Higher-archy

by

 

Years ago I was interviewing the legendary Mick Doohan.

At the time, the Aussie was pretty much at the height of his power. Doohan was, outwardly, in command and harshly honest – not only about himself but about the other riders in GP500s.

I found that refreshing. You asked Mick a solid question and you got a solid answer.

A colleague of mine once asked Mick if he thought that GPs were getting boring to watch just because the Honda man was clearing off and winning races by huge margins.

“What do you want me to do? Slow down?” Mick replied to the question.

He had a point.

Could Mick Doohan have had the same sort of success were he to have left Honda and ridden for a rival factory effort? Possibly. Probably. As a rider Mick was fearless and thinking. The huge raft of work that he carried out developing the NSR500 into pedigree factory machine (and when I say pedigree I mean ‘pedigree’ – you know the sort of bike; flighty, snappy, fast-but-be-wary-of-it) wasn’t by mistake.
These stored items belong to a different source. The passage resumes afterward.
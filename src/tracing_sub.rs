//! Tracing subscriber wiring.

use std::io::{self, Write};

use tracing::Level;
use tracing_subscriber::fmt::MakeWriter;

use crate::debug_log::{DebugLogWriter, global_debug_log};

/// Destination picked per event: the global log buffer once it is
/// registered, stderr before that.
pub enum LogWriter {
    Buffer(DebugLogWriter),
    Stderr(io::Stderr),
}

impl LogWriter {
    fn current() -> Self {
        match global_debug_log() {
            Some(handle) => LogWriter::Buffer(handle.writer()),
            None => LogWriter::Stderr(io::stderr()),
        }
    }
}

impl Write for LogWriter {
    fn write(&mut self, buf: &[u8]) -> io::Result<usize> {
        match self {
            LogWriter::Buffer(w) => w.write(buf),
            LogWriter::Stderr(s) => s.write(buf),
        }
    }

    fn flush(&mut self) -> io::Result<()> {
        match self {
            LogWriter::Buffer(w) => w.flush(),
            LogWriter::Stderr(s) => s.flush(),
        }
    }
}

#[derive(Clone, Copy, Debug, Default)]
pub struct LogSink;

impl<'a> MakeWriter<'a> for LogSink {
    type Writer = LogWriter;

    fn make_writer(&'a self) -> Self::Writer {
        LogWriter::current()
    }
}

/// Install the global subscriber at `DEBUG`. Later calls are no-ops.
pub fn init_default() {
    init_with_level(Level::DEBUG);
}

pub fn init_with_level(level: Level) {
    let _ = tracing_subscriber::fmt()
        .with_max_level(level)
        .with_ansi(false)
        .with_writer(LogSink)
        .with_target(false)
        .with_thread_names(false)
        .try_init();
}
//! Shared component rendering context
//!
//! `ComponentContext` carries UI metadata components need while rendering
//! and handling events, so the `Component` trait stays stable and components
//! do not rely on ad-hoc parameters.

use std::time::Instant;

/// Context passed to `Component` trait methods describing UI state.
///
/// - `focused`: whether the component's window has keyboard focus.
/// - `now`: the instant the current event or frame is processed at; used
///   for double-click detection so tests can drive time explicitly.
#[derive(Debug, Clone, Copy)]
pub struct ComponentContext {
    focused: bool,
    now: Instant,
}

impl ComponentContext {
    pub fn new(focused: bool) -> Self {
        Self {
            focused,
            now: Instant::now(),
        }
    }

    pub const fn focused(&self) -> bool {
        self.focused
    }

    pub const fn now(&self) -> Instant {
        self.now
    }

    pub const fn with_now(mut self, now: Instant) -> Self {
        self.now = now;
        self
    }
}

impl Default for ComponentContext {
    fn default() -> Self {
        Self::new(false)
    }
}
You know the old saying ‘the harder I worked the luckier I was’? That applied to Doohan and his technicians. Clever people who overcame mechanical and physical hurdles to put the Honda on top of the podium. Don’t believe that? How many others dominated the series on NSRs? Exactly.

But what I like best about Doohan was that, behind the outer shell, was a decent guy who just wanted to turn up and go fast. If you wanted to take away his world title then, boy, did you have to step up to the plate.

Go and take on Doohan. Be prepared for a scrap. Look away for a second and the King would have you with a snap of the right wrist and a whole load of screaming from the Big Bang factory machine.

Doohan was the archetype of the era. A brusque, brilliant rider who suffered no fools.

The old 500s were nasty motorcycles that hurt as much as they thrilled. And for one man to dominate the nastiest period of racing history (where the nastiest bikes of all lived) is legend enough.

But we fancied putting some meat on the bones of Doohan’s development tale. Hence our article on page 26.

I hope you enjoy it.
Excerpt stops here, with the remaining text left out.